//! Per-asset version manifests (`versions.json`)

use assetpath_core::{AssetPathError, Result, VersionLabel};
use log::debug;
use serde::{Deserialize, Deserializer, Serialize};
use std::fs;
use std::io;
use std::path::{Path, PathBuf};

/// File name of the manifest inside each asset directory
pub const MANIFEST_FILE: &str = "versions.json";

/// Contents of `<asset_root>/<name>/versions.json`
///
/// The `name` field is informational only; the directory name is what the
/// store layout uses. `latest` may be written as the bare label (`"10"`) or
/// as its directory name (`"v10"`).
#[derive(Debug, Clone, PartialEq, Eq, Serialize, Deserialize)]
pub struct VersionManifest {
    #[serde(default)]
    pub name: String,
    #[serde(deserialize_with = "deserialize_latest")]
    pub latest: VersionLabel,
}

fn deserialize_latest<'de, D>(deserializer: D) -> std::result::Result<VersionLabel, D::Error>
where
    D: Deserializer<'de>,
{
    let text = String::deserialize(deserializer)?;
    VersionLabel::from_manifest(&text).ok_or_else(|| {
        serde::de::Error::custom(format!("'latest' is not a valid version label: {:?}", text))
    })
}

/// Anything that can answer "what is the manifest for this asset?"
pub trait ManifestSource {
    /// Read the manifest for `name`. `Ok(None)` means the asset has none.
    fn read_manifest(&self, name: &str) -> Result<Option<VersionManifest>>;

    /// The label the manifest currently calls latest
    fn latest_version(&self, name: &str) -> Result<Option<VersionLabel>> {
        Ok(self.read_manifest(name)?.map(|m| m.latest))
    }
}

impl<T: ManifestSource + ?Sized> ManifestSource for &T {
    fn read_manifest(&self, name: &str) -> Result<Option<VersionManifest>> {
        (**self).read_manifest(name)
    }
}

/// Manifest source backed directly by the store directory
#[derive(Debug, Clone, Copy)]
pub struct FsManifests<'a> {
    root: &'a Path,
}

impl<'a> FsManifests<'a> {
    pub fn new(root: &'a Path) -> Self {
        Self { root }
    }
}

impl ManifestSource for FsManifests<'_> {
    fn read_manifest(&self, name: &str) -> Result<Option<VersionManifest>> {
        read_manifest(self.root, name)
    }
}

/// Path of the manifest for an asset
pub fn manifest_path(asset_root: &Path, name: &str) -> PathBuf {
    asset_root.join(name).join(MANIFEST_FILE)
}

/// Load and validate an asset's manifest
pub fn read_manifest(asset_root: &Path, name: &str) -> Result<Option<VersionManifest>> {
    let path = manifest_path(asset_root, name);

    let content = match fs::read_to_string(&path) {
        Ok(content) => content,
        Err(e) if e.kind() == io::ErrorKind::NotFound => {
            debug!("read_manifest - no manifest at '{}'", path.display());
            return Ok(None);
        }
        Err(e) => return Err(corrupt(&path, e.to_string())),
    };

    let manifest: VersionManifest =
        serde_json::from_str(&content).map_err(|e| corrupt(&path, e.to_string()))?;

    if !manifest.name.is_empty() && manifest.name != name {
        debug!(
            "read_manifest - manifest name '{}' differs from directory '{}'",
            manifest.name, name
        );
    }

    debug!("read_manifest('{}') -> latest '{}'", name, manifest.latest);
    Ok(Some(manifest))
}

/// The latest version label recorded for an asset
pub fn read_latest(asset_root: &Path, name: &str) -> Result<Option<VersionLabel>> {
    FsManifests::new(asset_root).latest_version(name)
}

/// List the published `v<label>` directories of an asset.
///
/// Decimal labels come first in numeric order, anything else follows sorted
/// by text. A missing asset directory yields an empty list.
pub fn list_versions(asset_root: &Path, name: &str) -> Result<Vec<VersionLabel>> {
    let dir = asset_root.join(name);
    let entries = match fs::read_dir(&dir) {
        Ok(entries) => entries,
        Err(e) if e.kind() == io::ErrorKind::NotFound => return Ok(Vec::new()),
        Err(e) => return Err(e.into()),
    };

    let mut versions = Vec::new();
    for entry in entries {
        let entry = entry?;
        if !entry.file_type()?.is_dir() {
            continue;
        }
        if let Some(label) = entry.file_name().to_str().and_then(VersionLabel::from_dir_name) {
            versions.push(label);
        }
    }

    versions.sort_by(|a, b| match (a.numeric(), b.numeric()) {
        (Some(x), Some(y)) => x.cmp(&y),
        (Some(_), None) => std::cmp::Ordering::Less,
        (None, Some(_)) => std::cmp::Ordering::Greater,
        (None, None) => a.as_str().cmp(b.as_str()),
    });
    Ok(versions)
}

fn corrupt(path: &Path, reason: String) -> AssetPathError {
    AssetPathError::ManifestCorrupt {
        path: path.to_path_buf(),
        reason,
    }
}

+++++

DIRECTIONS =>
Reproduce the data exactly, omitting nothing.

EXERCISE RESPONSE =>
//! Per-asset version manifests (`versions.json`)

use assetpath_core::{AssetPathError, Result, VersionLabel};
use log::debug;
use serde::{Deserialize, Deserializer, Serialize};
use std::fs;
use std::io;
use std::path::{Path, PathBuf};

/// File name of the manifest inside each asset directory
pub const MANIFEST_FILE: &str = "versions.json";

/// Contents of `<asset_root>/<name>/versions.json`
///
/// The `name` field is informational only; the directory name is what the
/// store layout uses. `latest` may be written as the bare label (`"10"`) or
/// as its directory name (`"v10"`).
#[derive(Debug, Clone, PartialEq, Eq, Serialize, Deserialize)]
pub struct VersionManifest {
    #[serde(default)]
    pub name: String,
    #[serde(deserialize_with = "deserialize_latest")]
    pub latest: VersionLabel,
}

fn deserialize_latest<'de, D>(deserializer: D) -> std::result::Result<VersionLabel, D::Error>
where
    D: Deserializer<'de>,
{
    let text = String::deserialize(deserializer)?;
    VersionLabel::from_manifest(&text).ok_or_else(|| {
        serde::de::Error::custom(format!("'latest' is not a valid version label: {:?}", text))
    })
}

/// Anything that can answer "what is the manifest for this asset?"
pub trait ManifestSource {
    /// Read the manifest for `name`. `Ok(None)` means the asset has none.
    fn read_manifest(&self, name: &str) -> Result<Option<VersionManifest>>;

    /// The label the manifest currently calls latest
    fn latest_version(&self, name: &str) -> Result<Option<VersionLabel>> {
        Ok(self.read_manifest(name)?.map(|m| m.latest))
    }
}

impl<T: ManifestSource + ?Sized> ManifestSource for &T {
    fn read_manifest(&self, name: &str) -> Result<Option<VersionManifest>> {
        (**self).read_manifest(name)
    }
}

/// Manifest source backed directly by the store directory
#[derive(Debug, Clone, Copy)]
pub struct FsManifests<'a> {
    root: &'a Path,
}

impl<'a> FsManifests<'a> {
    pub fn new(root: &'a Path) -> Self {
        Self { root }
    }
}

impl ManifestSource for FsManifests<'_> {
    fn read_manifest(&self, name: &str) -> Result<Option<VersionManifest>> {
        read_manifest(self.root, name)
    }
}

/// Path of the manifest for an asset
pub fn manifest_path(asset_root: &Path, name: &str) -> PathBuf {
    asset_root.join(name).join(MANIFEST_FILE)
}

/// Load and validate an asset's manifest
pub fn read_manifest(asset_root: &Path, name: &str) -> Result<Option<VersionManifest>> {
    let path = manifest_path(asset_root, name);

    let content = match fs::read_to_string(&path) {
        Ok(content) => content,
        Err(e) if e.kind() == io::ErrorKind::NotFound => {
            debug!("read_manifest - no manifest at '{}'", path.display());
            return Ok(None);
        }
        Err(e) => return Err(corrupt(&path, e.to_string())),
    };

    let manifest: VersionManifest =
        serde_json::from_str(&content).map_err(|e| corrupt(&path, e.to_string()))?;

    if !manifest.name.is_empty() && manifest.name != name {
        debug!(
            "read_manifest - manifest name '{}' differs from directory '{}'",
            manifest.name, name
        );
    }

    debug!("read_manifest('{}') -> latest '{}'", name, manifest.latest);
    Ok(Some(manifest))
}

/// The latest version label recorded for an asset
pub fn read_latest(asset_root: &Path, name: &str) -> Result<Option<VersionLabel>> {
    FsManifests::new(asset_root).latest_version(name)
}

/// List the published `v<label>` directories of an asset.
///
/// Decimal labels come first in numeric order, anything else follows sorted
/// by text. A missing asset directory yields an empty list.
pub fn list_versions(asset_root: &Path, name: &str) -> Result<Vec<VersionLabel>> {
    let dir = asset_root.join(name);
    let entries = match fs::read_dir(&dir) {
        Ok(entries) => entries,
        Err(e) if e.kind() == io::ErrorKind::NotFound => return Ok(Vec::new()),
        Err(e) => return Err(e.into()),
    };

    let mut versions = Vec::new();
    for entry in entries {
        let entry = entry?;
        if !entry.file_type()?.is_dir() {
            continue;
        }
        if let Some(label) = entry.file_name().to_str().and_then(VersionLabel::from_dir_name) {
            versions.push(label);
        }
    }

    versions.sort_by(|a, b| match (a.numeric(), b.numeric()) {
        (Some(x), Some(y)) => x.cmp(&y),
        (Some(_), None) => std::cmp::Ordering::Less,
        (None, Some(_)) => std::cmp::Ordering::Greater,
        (None, None) => a.as_str().cmp(b.as_str()),
    });
    Ok(versions)
}

fn corrupt(path: &Path, reason: String) -> AssetPathError {
    AssetPathError::ManifestCorrupt {
        path: path.to_path_buf(),
        reason,
    }
}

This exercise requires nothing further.